The Performance Monitoring Challenge: On-prem vs. Citrix Cloud
Monitoring the performance of Citrix Cloud services is challenging for several reasons:
- The Citrix Cloud architecture is distributed and involves several domains of control. There may be multiple administrators responsible for elements in the Resource Plane. The Control Plane is hosted and managed by Citrix, and organizations do not have visibility into its operation and performance.
- Some organizations may deploy the Resource Plane in a public cloud – AWS, Azure, etc. Performance of the public cloud can also affect the user experience.
- Network connectivity between the Resource Plane and Control Plane is also important. Slowness in the inter-connecting network will affect the quality of Citrix services.
- At the same time, end users are not aware of or interested in knowing the complexity of the Citrix Cloud architecture. They will still expect the performance of Citrix services to be on-par with that of physical apps and desktops.
Therefore, performance monitoring of Citrix Cloud is challenging, and when users complain about slowness, Citrix administrators have to be able to determine what is causing the problem – is it to do with the Citrix Resource Plane and its components, or the public cloud, or the Citrix Control Plane, or the network interconnecting the resource and control planes?
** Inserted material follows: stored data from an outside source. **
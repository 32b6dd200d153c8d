//! Paced playback of archived feeds.
//!
//! An archived track or metadata file is replayed into the core at media
//! rate: each message is posted once its media time, measured from the
//! first message, has elapsed on the context clock. The feed reports
//! `ArchivedActive` while it plays and `ArchivedIdle` when it runs out.

use crate::notification::SourceKind;
use crate::service::{CoreHandle, CoreMessage};
use crate::timestamp::TimeStamp;
use std::sync::Arc;
use std::time::Duration;
use tokio::sync::oneshot;
use tracing::{debug, info, warn};
use vsplay_env::{DataSourceStatus, EnvError, VsContext};

/// A recorded stream of core messages keyed by media time.
pub struct ArchivedFeed {
    name: String,
    kind: SourceKind,
    items: Vec<(TimeStamp, CoreMessage)>,
    rate: f64,
}

impl ArchivedFeed {
    pub fn new(name: impl Into<String>, kind: SourceKind) -> Self {
        Self {
            name: name.into(),
            kind,
            items: Vec::new(),
            rate: 1.0,
        }
    }

    /// Playback speed relative to media time; 2.0 plays twice as fast.
    /// Non-positive or non-finite rates fall back to 1.0.
    pub fn with_rate(mut self, rate: f64) -> Self {
        self.rate = if rate.is_finite() && rate > 0.0 { rate } else { 1.0 };
        self
    }

    pub fn push(&mut self, at: TimeStamp, message: CoreMessage) {
        self.items.push((at, message));
    }

    pub fn name(&self) -> &str {
        &self.name
    }

    pub fn len(&self) -> usize {
        self.items.len()
    }

    pub fn is_empty(&self) -> bool {
        self.items.is_empty()
    }

    /// Wall time the whole feed takes to play at the configured rate.
    pub fn duration(&self) -> Duration {
        let first = self.items.iter().map(|(at, _)| *at).min();
        let last = self.items.iter().map(|(at, _)| *at).max();
        match (first, last) {
            (Some(first), Some(last)) => offset(first, last, self.rate),
            _ => Duration::ZERO,
        }
    }

    /// Plays the feed into `handle`, returning how many messages were
    /// posted. Messages sharing a media time keep their push order.
    pub async fn play<Ctx: VsContext>(
        mut self,
        ctx: &Ctx,
        handle: &CoreHandle,
    ) -> Result<usize, EnvError> {
        self.items.sort_by_key(|(at, _)| *at);
        let Some(first) = self.items.first().map(|(at, _)| *at) else {
            return Ok(0);
        };
        info!(
            "Playing {} messages from '{}' at {}x",
            self.items.len(),
            self.name,
            self.rate
        );

        handle.post(CoreMessage::SourceStatus {
            kind: self.kind,
            status: DataSourceStatus::ArchivedActive,
        })?;

        let started = ctx.now();
        let mut posted = 0;
        for (at, message) in self.items {
            let due = offset(first, at, self.rate);
            let elapsed = ctx.now().saturating_sub(started);
            if due > elapsed {
                ctx.sleep(due - elapsed).await;
            }
            handle.post(message)?;
            posted += 1;
        }

        handle.post(CoreMessage::SourceStatus {
            kind: self.kind,
            status: DataSourceStatus::ArchivedIdle,
        })?;
        debug!("Feed '{}' finished after {} messages", self.name, posted);
        Ok(posted)
    }

    /// Plays the feed on a background task of `ctx`.
    pub fn spawn<Ctx: VsContext>(
        self,
        ctx: Arc<Ctx>,
        handle: CoreHandle,
    ) -> oneshot::Receiver<Result<usize, EnvError>> {
        let (tx, rx) = oneshot::channel();
        let name = format!("feed:{}", self.name);
        let task_ctx = Arc::clone(&ctx);
        let label = self.name.clone();
        ctx.spawn(&name, async move {
            let result = self.play(task_ctx.as_ref(), &handle).await;
            if let Err(e) = &result {
                warn!("Feed '{}' stopped early: {}", label, e);
            }
            let _ = tx.send(result);
        });
        rx
    }
}

fn offset(first: TimeStamp, at: TimeStamp, rate: f64) -> Duration {
    let us = at.as_micros().saturating_sub(first.as_micros()).max(0);
    Duration::from_micros((us as f64 / rate) as u64)
}

#[cfg(test)]
mod tests {
    use super::*;
    use crate::engine::Core;
    use crate::homography::Homography;
    use crate::metadata::FrameMetadata;
    use crate::notification::CoreNotification;
    use crate::service::CoreService;
    use crate::track::{TrackId, TrackState};
    use vsplay_env::TokioContext;

    fn ts(us: i64) -> TimeStamp {
        TimeStamp::from_micros(us)
    }

    fn frame(us: i64) -> CoreMessage {
        CoreMessage::Metadata(vec![FrameMetadata::with_homography(
            ts(us),
            Homography::identity(),
        )])
    }

    #[test]
    fn test_duration_scales_with_rate() {
        let mut feed = ArchivedFeed::new("clip", SourceKind::Track);
        assert_eq!(feed.duration(), Duration::ZERO);
        feed.push(ts(4_000), frame(4_000));
        feed.push(ts(0), frame(0));
        assert_eq!(feed.duration(), Duration::from_millis(4));

        let fast = feed.with_rate(2.0);
        assert_eq!(fast.duration(), Duration::from_millis(2));
        assert_eq!(fast.with_rate(-1.0).duration(), Duration::from_millis(4));
    }

    #[tokio::test]
    async fn test_play_posts_in_media_order() {
        let ctx = TokioContext::shared();
        let mut core = Core::with_defaults();
        let mut rx = core.subscribe();
        let (service, handle) = CoreService::new(Arc::clone(&ctx), core);

        let track = TrackId::new(1, 1);
        let mut feed = ArchivedFeed::new("tracks", SourceKind::Track);
        // Out of order on purpose: the state must wait for its frame
        feed.push(
            ts(2_000),
            CoreMessage::UpdateTrack {
                track,
                states: vec![TrackState::new(ts(2_000), 1.0, 1.0)],
            },
        );
        feed.push(ts(0), frame(0));
        feed.push(ts(2_000), frame(2_000));

        let started = ctx.now();
        let posted = feed.play(ctx.as_ref(), &handle).await.unwrap();
        assert_eq!(posted, 3);
        assert!(ctx.now() - started >= Duration::from_millis(2));

        handle.shutdown().unwrap();
        let core = service.run().await;
        let id = core.model_track_id(track).unwrap();
        assert_eq!(core.track(id).unwrap().states.len(), 1);
        assert_eq!(
            core.source_status(SourceKind::Track),
            DataSourceStatus::ArchivedIdle
        );

        let mut saw_active = false;
        while let Ok(n) = rx.try_recv() {
            if n == (CoreNotification::SourceStatusChanged {
                kind: SourceKind::Track,
                status: DataSourceStatus::ArchivedActive,
            }) {
                saw_active = true;
            }
        }
        assert!(saw_active);
    }

    #[tokio::test]
    async fn test_spawned_feed_and_service() {
        let ctx = TokioContext::shared();
        let (service, handle) = CoreService::new(Arc::clone(&ctx), Core::with_defaults());
        let finished = service.spawn();

        let mut feed = ArchivedFeed::new("video", SourceKind::Video).with_rate(4.0);
        for i in 0..5 {
            feed.push(ts(i * 1_000), frame(i * 1_000));
        }
        let played = feed.spawn(Arc::clone(&ctx), handle.clone());
        assert_eq!(played.await.unwrap().unwrap(), 5);

        handle.shutdown().unwrap();
        let core = finished.await.unwrap();
        assert_eq!(core.homography_watermark(), Some(ts(4_000)));
        assert_eq!(
            core.source_status(SourceKind::Video),
            DataSourceStatus::ArchivedIdle
        );
    }

    #[tokio::test]
    async fn test_play_into_closed_service_fails() {
        let ctx = TokioContext::shared();
        let (service, handle) = CoreService::new(Arc::clone(&ctx), Core::with_defaults());
        drop(service);

        let mut feed = ArchivedFeed::new("orphan", SourceKind::Track);
        feed.push(ts(0), frame(0));
        assert!(feed.play(ctx.as_ref(), &handle).await.is_err());

        let empty = ArchivedFeed::new("empty", SourceKind::Track);
        assert_eq!(empty.play(ctx.as_ref(), &handle).await.unwrap(), 0);
    }
}
//! File persistence: alert files, filter settings, alert discovery.
//!
//! Two on-disk encodings are supported, selected from the file extension:
//! a line-oriented KST text format (`.vsa`, `.vpefs`) and XML (`.vsax`,
//! `.xml`).

mod alert;
mod discovery;
mod filter;
mod kst;

pub use alert::{load_alert, parse_alert, serialize_alert, write_alert};
pub use discovery::discover_alert_files;
pub use filter::{FilterSettings, FilterState, GROUND_TRUTH_FILTER};

use std::io;
use std::path::Path;
use thiserror::Error;

#[derive(Debug, Error)]
pub enum PersistenceError {
    #[error("I/O error: {0}")]
    Io(#[from] io::Error),

    #[error("Malformed file: {0}")]
    Malformed(String),

    #[error("XML error: {0}")]
    Xml(String),
}

impl PersistenceError {
    pub(crate) fn malformed(msg: impl Into<String>) -> Self {
        Self::Malformed(msg.into())
    }
}

pub type PersistenceResult<T> = Result<T, PersistenceError>;

/// Encoding of a persisted file.
#[derive(Debug, Clone, Copy, PartialEq, Eq)]
pub enum FileFormat {
    Kst,
    Xml,
}

impl FileFormat {
    /// XML when the extension contains an `x` (`.vsax`, `.xml`), KST otherwise.
    pub fn from_path(path: &Path) -> Self {
        match path.extension().and_then(|e| e.to_str()) {
            Some(ext) if ext.to_ascii_lowercase().contains('x') => FileFormat::Xml,
            _ => FileFormat::Kst,
        }
    }
}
Requirements for Citrix Cloud Monitoring
From the above analysis, it is clear that the built-in tools from Citrix are not sufficient for monitoring Citrix Cloud environments effectively. Organizations deploying Citrix Cloud need to be able to:
- Measure the user experience of virtual apps/desktops sessions. The success of any digital workspace deployment is dependent on the user experience it offers. Since part of the delivery infrastructure is not within their control, it is even more important than before that organizations deploying Citrix Cloud have ways to continuously and proactively monitor user experience. This way, administrators can learn about problems before your users do and can work to address these problems quickly.
- When problems will invariably occur, they need to be able to determine the location of the root-cause of the problem. A requirement for accurate root-cause diagnosis is the ability to monitor every layer and every tier of the infrastructure. Since problems can originate in any place of the service delivery infrastructure and affect the user experience, monitoring should cover the on-premises Citrix infrastructure, the datacenter elements supporting the Citrix tiers, the network interconnecting the datacenter to the cloud and the Citrix Cloud Control plane.
- To justify the investment in Citrix Cloud, management will also need information on the usage of virtual apps and desktop services and will also seek ways to optimize the costs associated with these services through infrastructure right-sizing, optimization strategies and better capacity planning.
Built-in Tools from Citrix: Do They Suffice for Citrix Cloud Monitoring?
There are several tools available for monitoring the availability and performance of Citrix Cloud services:
- Citrix admins can check the Citrix Cloud portal – status.cloud.com. Citrix posts updates if they have known problems that are impacting their cloud services. Typically, only significant outages that are affecting many customers are reported here.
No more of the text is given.